WORK INSTRUCTION
Could you copy each line of the entries that contains "JsonRejection"?

(Dataset entries)

________________________

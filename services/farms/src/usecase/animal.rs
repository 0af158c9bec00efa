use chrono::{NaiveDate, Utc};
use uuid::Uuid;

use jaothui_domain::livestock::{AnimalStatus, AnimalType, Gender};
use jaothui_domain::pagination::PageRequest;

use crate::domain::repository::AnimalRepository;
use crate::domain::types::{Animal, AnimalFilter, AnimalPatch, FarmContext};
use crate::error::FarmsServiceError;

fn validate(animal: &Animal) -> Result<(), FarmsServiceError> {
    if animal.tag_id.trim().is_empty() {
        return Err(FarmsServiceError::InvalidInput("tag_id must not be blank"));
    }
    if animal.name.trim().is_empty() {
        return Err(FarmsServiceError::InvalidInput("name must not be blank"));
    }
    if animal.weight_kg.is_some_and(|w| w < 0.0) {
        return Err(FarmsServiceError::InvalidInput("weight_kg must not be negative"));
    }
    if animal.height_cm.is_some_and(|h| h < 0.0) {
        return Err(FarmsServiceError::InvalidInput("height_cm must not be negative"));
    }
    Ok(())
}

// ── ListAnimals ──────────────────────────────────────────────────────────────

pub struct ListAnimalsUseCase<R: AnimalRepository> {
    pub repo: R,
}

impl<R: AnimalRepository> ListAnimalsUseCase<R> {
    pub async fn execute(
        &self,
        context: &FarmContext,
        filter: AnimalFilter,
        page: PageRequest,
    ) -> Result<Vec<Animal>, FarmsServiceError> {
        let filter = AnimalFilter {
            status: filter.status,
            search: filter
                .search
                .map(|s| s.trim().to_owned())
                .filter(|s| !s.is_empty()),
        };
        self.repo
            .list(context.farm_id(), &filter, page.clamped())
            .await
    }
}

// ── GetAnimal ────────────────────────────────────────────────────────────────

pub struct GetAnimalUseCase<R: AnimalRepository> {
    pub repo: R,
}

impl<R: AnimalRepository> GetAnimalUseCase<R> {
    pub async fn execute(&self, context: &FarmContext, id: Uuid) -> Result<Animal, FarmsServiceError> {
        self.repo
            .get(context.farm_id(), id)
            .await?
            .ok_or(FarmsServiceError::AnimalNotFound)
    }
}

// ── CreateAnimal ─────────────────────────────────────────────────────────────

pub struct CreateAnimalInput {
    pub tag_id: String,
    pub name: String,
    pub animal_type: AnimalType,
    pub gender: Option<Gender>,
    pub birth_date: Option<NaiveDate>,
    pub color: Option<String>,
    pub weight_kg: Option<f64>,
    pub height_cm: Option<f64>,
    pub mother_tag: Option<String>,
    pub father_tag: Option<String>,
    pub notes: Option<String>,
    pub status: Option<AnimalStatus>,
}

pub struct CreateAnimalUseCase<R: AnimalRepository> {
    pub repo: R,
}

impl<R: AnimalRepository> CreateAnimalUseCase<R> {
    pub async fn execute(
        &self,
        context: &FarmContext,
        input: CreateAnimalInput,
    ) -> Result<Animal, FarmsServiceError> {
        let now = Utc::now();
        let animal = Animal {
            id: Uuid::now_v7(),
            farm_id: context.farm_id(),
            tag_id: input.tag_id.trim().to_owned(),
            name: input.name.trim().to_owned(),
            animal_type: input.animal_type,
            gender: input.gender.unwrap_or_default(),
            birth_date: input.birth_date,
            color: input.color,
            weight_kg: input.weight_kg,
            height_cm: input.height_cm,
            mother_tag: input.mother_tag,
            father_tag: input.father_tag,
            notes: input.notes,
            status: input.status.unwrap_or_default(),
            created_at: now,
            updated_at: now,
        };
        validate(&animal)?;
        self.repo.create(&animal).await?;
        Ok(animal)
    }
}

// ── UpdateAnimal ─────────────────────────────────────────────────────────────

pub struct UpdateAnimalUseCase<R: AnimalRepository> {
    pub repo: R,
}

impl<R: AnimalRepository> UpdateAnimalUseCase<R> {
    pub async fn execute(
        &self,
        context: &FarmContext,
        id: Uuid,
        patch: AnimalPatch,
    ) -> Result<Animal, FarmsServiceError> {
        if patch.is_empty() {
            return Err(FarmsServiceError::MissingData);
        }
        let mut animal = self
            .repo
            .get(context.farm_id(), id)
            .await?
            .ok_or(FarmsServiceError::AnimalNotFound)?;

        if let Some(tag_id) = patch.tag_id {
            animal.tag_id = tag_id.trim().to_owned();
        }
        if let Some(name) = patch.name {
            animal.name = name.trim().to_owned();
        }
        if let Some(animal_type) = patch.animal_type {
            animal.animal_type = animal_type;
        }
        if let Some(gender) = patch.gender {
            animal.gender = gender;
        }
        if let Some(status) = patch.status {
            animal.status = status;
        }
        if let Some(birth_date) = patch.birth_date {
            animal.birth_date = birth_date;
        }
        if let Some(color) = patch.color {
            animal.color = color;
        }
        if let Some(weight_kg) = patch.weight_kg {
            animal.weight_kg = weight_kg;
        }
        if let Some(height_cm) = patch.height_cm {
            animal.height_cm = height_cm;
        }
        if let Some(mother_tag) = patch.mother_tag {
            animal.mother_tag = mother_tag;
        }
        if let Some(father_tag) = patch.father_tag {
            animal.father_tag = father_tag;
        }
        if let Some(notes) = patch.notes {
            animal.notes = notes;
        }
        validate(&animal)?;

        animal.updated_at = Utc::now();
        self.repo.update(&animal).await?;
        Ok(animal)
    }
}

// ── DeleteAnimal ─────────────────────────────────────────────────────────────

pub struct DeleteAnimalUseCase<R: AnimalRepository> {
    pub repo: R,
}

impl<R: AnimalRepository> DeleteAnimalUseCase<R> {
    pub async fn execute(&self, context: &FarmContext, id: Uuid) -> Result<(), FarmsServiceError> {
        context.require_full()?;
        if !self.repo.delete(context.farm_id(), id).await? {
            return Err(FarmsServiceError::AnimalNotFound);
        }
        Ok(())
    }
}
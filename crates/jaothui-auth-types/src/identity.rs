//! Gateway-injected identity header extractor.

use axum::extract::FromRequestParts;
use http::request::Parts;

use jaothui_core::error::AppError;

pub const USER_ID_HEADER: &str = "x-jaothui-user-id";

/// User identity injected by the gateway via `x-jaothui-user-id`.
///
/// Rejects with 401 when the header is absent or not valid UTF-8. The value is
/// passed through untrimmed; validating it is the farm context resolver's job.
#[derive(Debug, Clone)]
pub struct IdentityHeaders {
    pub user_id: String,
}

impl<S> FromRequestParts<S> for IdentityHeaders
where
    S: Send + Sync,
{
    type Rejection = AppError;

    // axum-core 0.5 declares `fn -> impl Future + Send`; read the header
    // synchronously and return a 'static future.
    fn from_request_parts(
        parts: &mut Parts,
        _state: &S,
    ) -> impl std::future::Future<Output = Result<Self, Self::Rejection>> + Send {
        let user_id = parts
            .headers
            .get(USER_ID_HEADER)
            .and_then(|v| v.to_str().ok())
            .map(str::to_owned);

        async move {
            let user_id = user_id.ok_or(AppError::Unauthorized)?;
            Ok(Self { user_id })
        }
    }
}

________________________

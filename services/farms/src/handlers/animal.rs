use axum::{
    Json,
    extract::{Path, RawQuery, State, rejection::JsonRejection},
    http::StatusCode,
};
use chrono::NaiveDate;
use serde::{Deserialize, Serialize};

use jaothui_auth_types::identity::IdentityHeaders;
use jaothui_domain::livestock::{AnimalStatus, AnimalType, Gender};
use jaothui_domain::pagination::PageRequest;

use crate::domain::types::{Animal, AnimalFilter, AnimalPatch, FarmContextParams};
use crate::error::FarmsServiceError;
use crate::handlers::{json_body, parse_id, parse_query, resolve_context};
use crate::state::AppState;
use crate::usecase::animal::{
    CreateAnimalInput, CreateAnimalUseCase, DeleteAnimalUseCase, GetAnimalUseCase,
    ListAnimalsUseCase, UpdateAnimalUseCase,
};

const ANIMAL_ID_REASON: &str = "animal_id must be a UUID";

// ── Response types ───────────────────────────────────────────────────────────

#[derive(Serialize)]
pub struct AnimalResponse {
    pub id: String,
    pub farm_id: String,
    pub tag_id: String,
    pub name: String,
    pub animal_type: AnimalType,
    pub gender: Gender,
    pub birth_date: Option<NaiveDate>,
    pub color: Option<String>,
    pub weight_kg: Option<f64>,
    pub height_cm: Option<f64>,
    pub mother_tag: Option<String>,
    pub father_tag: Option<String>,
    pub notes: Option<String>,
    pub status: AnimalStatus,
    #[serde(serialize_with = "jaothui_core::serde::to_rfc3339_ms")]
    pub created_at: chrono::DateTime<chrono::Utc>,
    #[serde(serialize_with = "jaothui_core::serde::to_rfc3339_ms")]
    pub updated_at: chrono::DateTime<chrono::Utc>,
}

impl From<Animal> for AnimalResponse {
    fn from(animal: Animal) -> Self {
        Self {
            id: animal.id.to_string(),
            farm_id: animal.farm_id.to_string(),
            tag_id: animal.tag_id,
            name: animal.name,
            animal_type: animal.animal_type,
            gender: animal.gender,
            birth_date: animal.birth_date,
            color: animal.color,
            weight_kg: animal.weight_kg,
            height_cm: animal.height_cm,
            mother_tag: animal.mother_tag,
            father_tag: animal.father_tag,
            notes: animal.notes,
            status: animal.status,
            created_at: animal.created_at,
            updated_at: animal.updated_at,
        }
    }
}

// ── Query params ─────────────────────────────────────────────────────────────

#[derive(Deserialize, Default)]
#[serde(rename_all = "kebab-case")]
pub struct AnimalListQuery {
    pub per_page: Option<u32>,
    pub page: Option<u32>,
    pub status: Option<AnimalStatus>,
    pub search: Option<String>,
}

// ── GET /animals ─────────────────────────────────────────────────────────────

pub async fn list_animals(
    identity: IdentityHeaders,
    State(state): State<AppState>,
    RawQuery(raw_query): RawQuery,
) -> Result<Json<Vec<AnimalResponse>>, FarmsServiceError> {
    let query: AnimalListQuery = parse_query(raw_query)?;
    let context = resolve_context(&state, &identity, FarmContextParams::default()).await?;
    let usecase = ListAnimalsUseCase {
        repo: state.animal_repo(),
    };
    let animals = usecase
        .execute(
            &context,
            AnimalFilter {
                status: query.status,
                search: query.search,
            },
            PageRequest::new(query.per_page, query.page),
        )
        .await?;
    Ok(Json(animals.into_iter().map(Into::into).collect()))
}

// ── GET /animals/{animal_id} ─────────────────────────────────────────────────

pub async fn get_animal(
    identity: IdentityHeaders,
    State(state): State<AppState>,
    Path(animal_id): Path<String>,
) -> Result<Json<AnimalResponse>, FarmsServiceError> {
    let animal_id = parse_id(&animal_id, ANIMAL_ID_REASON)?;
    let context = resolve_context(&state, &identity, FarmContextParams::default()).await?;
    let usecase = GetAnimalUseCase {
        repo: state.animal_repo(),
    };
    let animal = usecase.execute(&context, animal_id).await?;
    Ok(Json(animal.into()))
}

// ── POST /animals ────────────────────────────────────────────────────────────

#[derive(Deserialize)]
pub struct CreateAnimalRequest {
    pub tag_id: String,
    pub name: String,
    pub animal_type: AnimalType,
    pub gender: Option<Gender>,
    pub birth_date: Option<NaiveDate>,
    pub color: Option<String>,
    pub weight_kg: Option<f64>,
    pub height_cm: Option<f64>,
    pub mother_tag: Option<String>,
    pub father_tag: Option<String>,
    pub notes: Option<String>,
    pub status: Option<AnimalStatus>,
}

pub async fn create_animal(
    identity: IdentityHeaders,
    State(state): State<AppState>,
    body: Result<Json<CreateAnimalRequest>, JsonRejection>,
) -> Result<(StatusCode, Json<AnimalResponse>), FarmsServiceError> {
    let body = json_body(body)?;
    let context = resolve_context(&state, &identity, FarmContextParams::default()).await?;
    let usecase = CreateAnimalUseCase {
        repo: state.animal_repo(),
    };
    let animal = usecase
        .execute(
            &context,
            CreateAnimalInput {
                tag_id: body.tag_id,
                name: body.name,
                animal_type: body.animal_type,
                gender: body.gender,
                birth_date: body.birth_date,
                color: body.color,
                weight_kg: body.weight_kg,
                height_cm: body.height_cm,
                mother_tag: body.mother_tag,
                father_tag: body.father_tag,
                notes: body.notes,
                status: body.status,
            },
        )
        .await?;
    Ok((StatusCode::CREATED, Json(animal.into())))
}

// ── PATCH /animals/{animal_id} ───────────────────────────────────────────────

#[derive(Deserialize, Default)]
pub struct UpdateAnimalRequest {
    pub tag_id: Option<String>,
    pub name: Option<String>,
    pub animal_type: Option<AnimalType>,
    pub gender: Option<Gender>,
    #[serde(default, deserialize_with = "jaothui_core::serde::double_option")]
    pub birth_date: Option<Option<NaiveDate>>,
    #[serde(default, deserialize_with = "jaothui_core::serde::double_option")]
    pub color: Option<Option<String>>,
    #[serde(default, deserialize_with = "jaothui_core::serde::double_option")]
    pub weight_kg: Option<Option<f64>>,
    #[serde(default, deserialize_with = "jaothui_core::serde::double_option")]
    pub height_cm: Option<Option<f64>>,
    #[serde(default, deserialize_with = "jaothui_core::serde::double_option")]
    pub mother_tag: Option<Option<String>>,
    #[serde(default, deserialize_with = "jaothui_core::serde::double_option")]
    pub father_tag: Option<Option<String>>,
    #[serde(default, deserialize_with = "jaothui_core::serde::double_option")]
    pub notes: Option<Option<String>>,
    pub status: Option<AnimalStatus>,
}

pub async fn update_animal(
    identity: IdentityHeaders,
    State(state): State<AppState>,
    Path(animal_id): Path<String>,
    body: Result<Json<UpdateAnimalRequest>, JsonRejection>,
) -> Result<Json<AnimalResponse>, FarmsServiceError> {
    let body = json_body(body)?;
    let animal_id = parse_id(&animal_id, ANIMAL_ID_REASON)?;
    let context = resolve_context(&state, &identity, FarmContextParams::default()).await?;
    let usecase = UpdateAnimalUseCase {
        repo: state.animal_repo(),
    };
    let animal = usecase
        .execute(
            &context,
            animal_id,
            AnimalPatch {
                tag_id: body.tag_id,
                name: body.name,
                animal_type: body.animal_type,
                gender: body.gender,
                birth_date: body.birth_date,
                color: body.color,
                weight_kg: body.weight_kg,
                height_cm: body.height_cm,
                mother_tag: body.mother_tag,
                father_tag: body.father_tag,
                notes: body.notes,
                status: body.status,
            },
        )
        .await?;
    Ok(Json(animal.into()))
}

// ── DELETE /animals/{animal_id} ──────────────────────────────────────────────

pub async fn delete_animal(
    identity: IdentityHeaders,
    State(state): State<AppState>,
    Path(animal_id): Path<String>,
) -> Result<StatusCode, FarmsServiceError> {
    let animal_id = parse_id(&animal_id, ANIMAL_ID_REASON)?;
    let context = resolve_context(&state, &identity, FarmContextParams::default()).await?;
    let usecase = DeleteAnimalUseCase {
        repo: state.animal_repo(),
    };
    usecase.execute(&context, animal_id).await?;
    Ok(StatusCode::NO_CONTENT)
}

________________________

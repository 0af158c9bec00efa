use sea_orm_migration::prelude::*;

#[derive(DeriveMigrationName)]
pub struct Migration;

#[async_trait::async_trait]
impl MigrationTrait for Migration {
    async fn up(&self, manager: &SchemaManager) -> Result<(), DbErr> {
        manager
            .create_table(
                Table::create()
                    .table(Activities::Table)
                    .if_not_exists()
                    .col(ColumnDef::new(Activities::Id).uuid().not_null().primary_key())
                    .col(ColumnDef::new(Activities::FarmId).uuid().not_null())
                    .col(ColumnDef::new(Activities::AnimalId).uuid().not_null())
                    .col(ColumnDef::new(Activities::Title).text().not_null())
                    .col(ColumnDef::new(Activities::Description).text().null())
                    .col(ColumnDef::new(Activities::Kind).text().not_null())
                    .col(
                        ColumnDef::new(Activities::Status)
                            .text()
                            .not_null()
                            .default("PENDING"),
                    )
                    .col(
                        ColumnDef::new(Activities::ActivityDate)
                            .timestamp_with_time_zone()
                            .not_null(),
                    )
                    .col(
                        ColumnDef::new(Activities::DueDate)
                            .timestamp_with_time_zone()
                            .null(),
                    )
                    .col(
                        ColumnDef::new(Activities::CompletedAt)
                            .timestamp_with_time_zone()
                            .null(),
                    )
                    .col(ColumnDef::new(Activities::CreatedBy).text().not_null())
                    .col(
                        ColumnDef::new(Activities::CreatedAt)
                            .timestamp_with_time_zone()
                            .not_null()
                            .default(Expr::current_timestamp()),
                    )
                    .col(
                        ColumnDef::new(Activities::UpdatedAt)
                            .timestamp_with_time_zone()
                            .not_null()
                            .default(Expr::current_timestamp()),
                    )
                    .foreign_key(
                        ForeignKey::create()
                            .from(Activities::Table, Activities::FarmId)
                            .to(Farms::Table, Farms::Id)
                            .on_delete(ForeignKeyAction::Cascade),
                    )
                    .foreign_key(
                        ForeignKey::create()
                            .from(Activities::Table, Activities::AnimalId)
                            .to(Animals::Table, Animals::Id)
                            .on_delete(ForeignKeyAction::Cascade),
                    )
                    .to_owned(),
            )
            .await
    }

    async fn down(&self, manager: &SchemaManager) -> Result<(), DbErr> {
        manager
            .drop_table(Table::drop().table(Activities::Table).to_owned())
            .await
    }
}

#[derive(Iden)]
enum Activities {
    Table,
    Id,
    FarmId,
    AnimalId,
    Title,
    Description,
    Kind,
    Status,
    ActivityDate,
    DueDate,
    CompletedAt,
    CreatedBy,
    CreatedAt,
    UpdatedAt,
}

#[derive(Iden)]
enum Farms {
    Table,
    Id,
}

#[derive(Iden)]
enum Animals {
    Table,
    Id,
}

________________________

SOLUTION BELOW
    extract::{Path, RawQuery, State, rejection::JsonRejection},
    body: Result<Json<CreateAnimalRequest>, JsonRejection>,
    body: Result<Json<UpdateAnimalRequest>, JsonRejection>,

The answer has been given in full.